Fusion genes are a well known type of oncogenic mutation, in which a genomic rearrangement, such as e.g. a translocation, inversion or deletion, joins together parts of two genes, which normally are not located adjacent to each other. In the context of cancer driver mutations, the result of this rearrangement is a novel chimeric gene with oncogenic potential. While fusion genes have been known longest in hematological malignancies, over the last years they have been shown to occur in nearly all types of cancers studied. Notable examples include ETS-family fusions, such as TMPRSS2-ERG, in prostate cancer. In previous work, we have used our FusionSCOUT fusion gene detection pipeline to analyze over 8000 cancer samples from 28 different TCGA cancer types. In this study, we extend this target discovery to further characterize the genomic alteration contexts in which gene fusions occur, both by examining the copy number states at inferred rearrangement breakpoints, as well as by correlating the numbers of fusion genes identified in tumors with the level of genomic instability in the tumors. We also analyze the frequency at which different druggable protein domains occur in fusion genes, comparing these to the expected random distribution.
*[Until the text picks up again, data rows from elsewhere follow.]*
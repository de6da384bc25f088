/// Equipment endpoints
///
/// # Endpoints
///
/// - `GET /equipment` - Public browse with filters, sort, pagination
/// - `GET /equipment/types` - Public category list
/// - `GET /equipment/{id}` - Detail; owners and admins also get the
///   reservation list
/// - `POST /equipment` - Create a listing (authenticated)
/// - `PUT /equipment/{id}` - Update a listing (owner or admin)
/// - `DELETE /equipment/{id}` - Delete a listing (owner or admin)
/// - `GET /user/equipment` - The caller's own listings

use crate::{
    app::AppState,
    error::{ApiError, ApiResult},
};
use axum::{
    extract::{Path, Query, State},
    http::StatusCode,
    Json,
};
use agriconnect_shared::auth::middleware::{AuthContext, MaybeAuth};
use agriconnect_shared::models::{
    equipment::{
        CreateEquipment, Equipment, EquipmentFilter, EquipmentSort, EquipmentStatus, PriceBand,
        UpdateEquipment, EQUIPMENT_TYPES,
    },
    reservation::Reservation,
    user::User,
};
use serde::{Deserialize, Serialize};
use serde_json::{json, Value};
use validator::Validate;

const DEFAULT_PER_PAGE: u32 = 10;

/// Browse query parameters
#[derive(Debug, Default, Deserialize)]
pub struct EquipmentListQuery {
    /// Exact category match
    #[serde(rename = "type")]
    pub equipment_type: Option<String>,

    /// "under-300" | "300-350" | "over-350"
    pub price_range: Option<String>,

    /// "now" restricts to active equipment
    pub availability: Option<String>,

    /// "price-low" | "price-high"; anything else sorts by recency
    pub sort_by: Option<String>,

    /// 1-indexed page
    pub page: Option<u32>,

    /// Page size (default 10)
    pub per_page: Option<u32>,
}

/// Paginated listing response
#[derive(Debug, Serialize)]
pub struct EquipmentListResponse {
    pub data: Vec<Value>,
    pub total: i64,
    pub current_page: u32,
    pub last_page: i64,
}

/// Serializes a listing with its image paths rewritten to the canonical
/// prefix form
fn equipment_json(equipment: &Equipment) -> ApiResult<Value> {
    let images = equipment.normalized_images();
    let mut value = serde_json::to_value(equipment)
        .map_err(|e| ApiError::Internal(format!("Serialization failed: {}", e)))?;
    value["images"] = json!(images);
    Ok(value)
}

/// Public browse listing
pub async fn list(
    State(state): State<AppState>,
    Query(query): Query<EquipmentListQuery>,
) -> ApiResult<Json<EquipmentListResponse>> {
    let filter = EquipmentFilter {
        equipment_type: query.equipment_type,
        price_band: query.price_range.as_deref().and_then(PriceBand::parse),
        available_now: query.availability.as_deref() == Some("now"),
    };
    let sort = query
        .sort_by
        .as_deref()
        .map(EquipmentSort::parse)
        .unwrap_or_default();

    let per_page = query.per_page.unwrap_or(DEFAULT_PER_PAGE).clamp(1, 100);
    let page = query.page.unwrap_or(1).max(1);
    let offset = i64::from(page - 1) * i64::from(per_page);

    let total = Equipment::count_filtered(&state.db, &filter).await?;
    let items =
        Equipment::list_filtered(&state.db, &filter, sort, i64::from(per_page), offset).await?;

    let data = items
        .iter()
        .map(equipment_json)
        .collect::<ApiResult<Vec<_>>>()?;

    let last_page = ((total + i64::from(per_page) - 1) / i64::from(per_page)).max(1);

    Ok(Json(EquipmentListResponse {
        data,
        total,
        current_page: page,
        last_page,
    }))
}

/// Public category list
pub async fn types() -> Json<Value> {
    Json(json!({ "data": EQUIPMENT_TYPES }))
}

/// Equipment detail
///
/// `is_owner` is true when the requester is the listing's owner or an
/// admin; only then is the reservation list included. Everyone else gets an
/// empty list rather than an error, hiding the existence of reservations
/// without blocking the detail fetch.
pub async fn show(
    State(state): State<AppState>,
    MaybeAuth(auth): MaybeAuth,
    Path(id): Path<i64>,
) -> ApiResult<Json<Value>> {
    let equipment = Equipment::find_by_id(&state.db, id)
        .await?
        .ok_or_else(|| ApiError::NotFound("Equipment not found".to_string()))?;

    let is_owner = auth
        .as_ref()
        .map(|a| a.user_id == equipment.owner_id || a.is_admin)
        .unwrap_or(false);

    let reservations = if is_owner {
        Reservation::list_for_equipment(&state.db, equipment.id).await?
    } else {
        Vec::new()
    };

    let owner = User::find_by_id(&state.db, equipment.owner_id).await?;
    let owner_summary = owner.map(|u| {
        json!({
            "id": u.id,
            "name": u.name,
            "first_name": u.first_name,
        })
    });

    let mut payload = equipment_json(&equipment)?;
    payload["user"] = owner_summary.unwrap_or(Value::Null);

    Ok(Json(json!({
        "equipment": payload,
        "isOwner": is_owner,
        "reservations": reservations,
    })))
}

/// Create listing request
///
/// Field names are normalized to snake_case; the listing wizard's terms
/// checkbox must be accepted.
#[derive(Debug, Deserialize, Validate)]
pub struct CreateEquipmentRequest {
    #[validate(length(min = 1, max = 255, message = "Name is required"))]
    pub name: String,

    #[serde(rename = "type")]
    #[validate(length(min = 1, max = 255, message = "Type is required"))]
    pub equipment_type: String,

    pub description: Option<String>,

    /// Stored image paths or URLs, at most 5
    #[serde(default)]
    #[validate(length(max = 5, message = "At most 5 images are allowed"))]
    pub images: Vec<String>,

    pub daily_rate: Option<f64>,

    #[validate(length(max = 32, message = "Pricing type must be at most 32 characters"))]
    pub pricing_type: Option<String>,
    pub min_price: Option<f64>,
    pub price_low: Option<f64>,
    pub price_medium: Option<f64>,
    pub price_high: Option<f64>,
    pub price_very_high: Option<f64>,
    pub deposit: Option<f64>,
    pub min_rental_days: Option<i32>,

    pub year: Option<i32>,

    #[serde(default)]
    pub is_business: bool,

    #[validate(length(max = 255))]
    pub contact_name: Option<String>,
    #[validate(length(max = 32))]
    pub contact_phone: Option<String>,

    #[validate(length(max = 255))]
    pub address: Option<String>,
    #[validate(length(max = 255))]
    pub city: Option<String>,
    #[validate(length(max = 255))]
    pub state: Option<String>,
    #[validate(length(max = 32))]
    pub zip: Option<String>,
    #[validate(length(max = 255))]
    pub country: Option<String>,
    pub lat: Option<f64>,
    pub lng: Option<f64>,

    pub terms_accepted: bool,

    pub available_seasons: Option<Vec<String>>,

    /// "draft" or "published" from the wizard; the stored row is forced to
    /// active regardless
    pub status: Option<String>,
}

/// Creates a new listing owned by the caller
///
/// The wizard may submit a `draft`/`published` status, but the stored row
/// always comes out `active`.
///
/// # Errors
///
/// - `400 Bad Request`: Validation failed (including unaccepted terms)
pub async fn create(
    State(state): State<AppState>,
    auth: AuthContext,
    Json(req): Json<CreateEquipmentRequest>,
) -> ApiResult<(StatusCode, Json<Value>)> {
    req.validate()?;

    if !req.terms_accepted {
        return Err(ApiError::validation(
            "terms_accepted",
            "The terms must be accepted",
        ));
    }

    if let Some(ref status) = req.status {
        if !matches!(status.as_str(), "draft" | "published") {
            return Err(ApiError::validation(
                "status",
                "Status must be draft or published",
            ));
        }
    }

    let equipment = Equipment::create(
        &state.db,
        CreateEquipment {
            name: req.name,
            equipment_type: req.equipment_type,
            description: req.description,
            images: req.images,
            daily_rate: req.daily_rate,
            pricing_type: req.pricing_type,
            min_price: req.min_price,
            price_low: req.price_low,
            price_medium: req.price_medium,
            price_high: req.price_high,
            price_very_high: req.price_very_high,
            deposit: req.deposit,
            min_rental_days: req.min_rental_days,
            year: req.year,
            is_business: req.is_business,
            contact_name: req.contact_name,
            contact_phone: req.contact_phone,
            address: req.address,
            city: req.city,
            state: req.state,
            zip: req.zip,
            country: req.country,
            latitude: req.lat,
            longitude: req.lng,
            terms_accepted: req.terms_accepted,
            available_seasons: req.available_seasons,
            status: EquipmentStatus::Active,
            owner_id: auth.user_id,
        },
    )
    .await?;

    tracing::info!(
        equipment_id = equipment.id,
        owner_id = auth.user_id,
        "Equipment listing created"
    );

    Ok((
        StatusCode::CREATED,
        Json(json!({
            "message": "Equipment created",
            "equipment": equipment_json(&equipment)?,
        })),
    ))
}

/// Update listing request; only present fields are written
#[derive(Debug, Default, Deserialize, Validate)]
pub struct UpdateEquipmentRequest {
    #[validate(length(min = 1, max = 255, message = "Name must not be empty"))]
    pub name: Option<String>,

    #[serde(rename = "type")]
    #[validate(length(min = 1, max = 255, message = "Type must not be empty"))]
    pub equipment_type: Option<String>,

    pub description: Option<String>,
    pub daily_rate: Option<f64>,

    #[validate(length(max = 32))]
    pub pricing_type: Option<String>,
    pub min_price: Option<f64>,
    pub deposit: Option<f64>,
    pub min_rental_days: Option<i32>,

    #[validate(length(max = 255))]
    pub address: Option<String>,
    #[validate(length(max = 255))]
    pub city: Option<String>,
    #[validate(length(max = 255))]
    pub state: Option<String>,
    #[validate(length(max = 32))]
    pub zip: Option<String>,
    #[validate(length(max = 255))]
    pub country: Option<String>,

    /// Any of draft/published/active/inactive; status changes are
    /// owner/admin-triggered only
    pub status: Option<String>,
}

/// Updates a listing
///
/// # Errors
///
/// - `403 Forbidden`: Caller is neither the owner nor an admin
/// - `404 Not Found`: Unknown equipment id
pub async fn update(
    State(state): State<AppState>,
    auth: AuthContext,
    Path(id): Path<i64>,
    Json(req): Json<UpdateEquipmentRequest>,
) -> ApiResult<Json<Value>> {
    req.validate()?;

    let status = match req.status.as_deref() {
        Some(s) => Some(
            EquipmentStatus::parse(s)
                .ok_or_else(|| ApiError::validation("status", "Unknown status value"))?,
        ),
        None => None,
    };

    let equipment = Equipment::find_by_id(&state.db, id)
        .await?
        .ok_or_else(|| ApiError::NotFound("Equipment not found".to_string()))?;

    if equipment.owner_id != auth.user_id && !auth.is_admin {
        return Err(ApiError::Forbidden("Forbidden".to_string()));
    }

    let updated = Equipment::update(
        &state.db,
        id,
        UpdateEquipment {
            name: req.name,
            equipment_type: req.equipment_type,
            description: req.description,
            daily_rate: req.daily_rate,
            pricing_type: req.pricing_type,
            min_price: req.min_price,
            deposit: req.deposit,
            min_rental_days: req.min_rental_days,
            address: req.address,
            city: req.city,
            state: req.state,
            zip: req.zip,
            country: req.country,
            status,
        },
    )
    .await?
    .ok_or_else(|| ApiError::NotFound("Equipment not found".to_string()))?;

    Ok(Json(json!({
        "message": "Equipment updated",
        "equipment": equipment_json(&updated)?,
    })))
}

/// Deletes a listing
///
/// Reservations cascade with the row; stored image paths go with it
/// (binary image storage is external).
///
/// # Errors
///
/// - `403 Forbidden`: Caller is neither the owner nor an admin
/// - `404 Not Found`: Unknown equipment id
pub async fn destroy(
    State(state): State<AppState>,
    auth: AuthContext,
    Path(id): Path<i64>,
) -> ApiResult<Json<Value>> {
    let equipment = Equipment::find_by_id(&state.db, id)
        .await?
        .ok_or_else(|| ApiError::NotFound("Equipment not found".to_string()))?;

    if equipment.owner_id != auth.user_id && !auth.is_admin {
        return Err(ApiError::Forbidden("Forbidden".to_string()));
    }

    Equipment::delete(&state.db, id).await?;

    tracing::info!(equipment_id = id, user_id = auth.user_id, "Equipment deleted");

    Ok(Json(json!({ "message": "Equipment deleted" })))
}

/// The caller's own listings
pub async fn my_equipment(
    State(state): State<AppState>,
    auth: AuthContext,
) -> ApiResult<Json<Value>> {
    let listings = Equipment::list_by_owner(&state.db, auth.user_id).await?;

    let data = listings
        .iter()
        .map(equipment_json)
        .collect::<ApiResult<Vec<_>>>()?;

    Ok(Json(json!({ "data": data })))
}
Finally, we predict, for each tumor, the neoantigen potential of the identified fusion proteins and compare this to the same predictions for simple somatic mutations, in order to characterize the contribution of fusion proteins to neoantigen load. In summary, we extend our pan-cancer fusion gene identification analysis with a detailed characterization of the genomic alteration contexts at which fusion genes occur. We also report on the drug treatment potential of fusion genes, both in terms of small molecule drugs, as well as highlight the degree to which fusion gene derived chimeric proteins should be taken into account when estimating the neoantigen load of tumors. Citation Format: Henrik Edgren, Anja Ruusulehto, Kalle Ojala, Maria Laaksonen. Pan-cancer analysis of fusion gene druggability and neoantigen potential. [abstract]. In: Proceedings of the 107th Annual Meeting of the American Association for Cancer Research; 2016 Apr 16-20; New Orleans, LA. Philadelphia (PA): AACR; Cancer Res 2016;76(14 Suppl):Abstract nr 4505.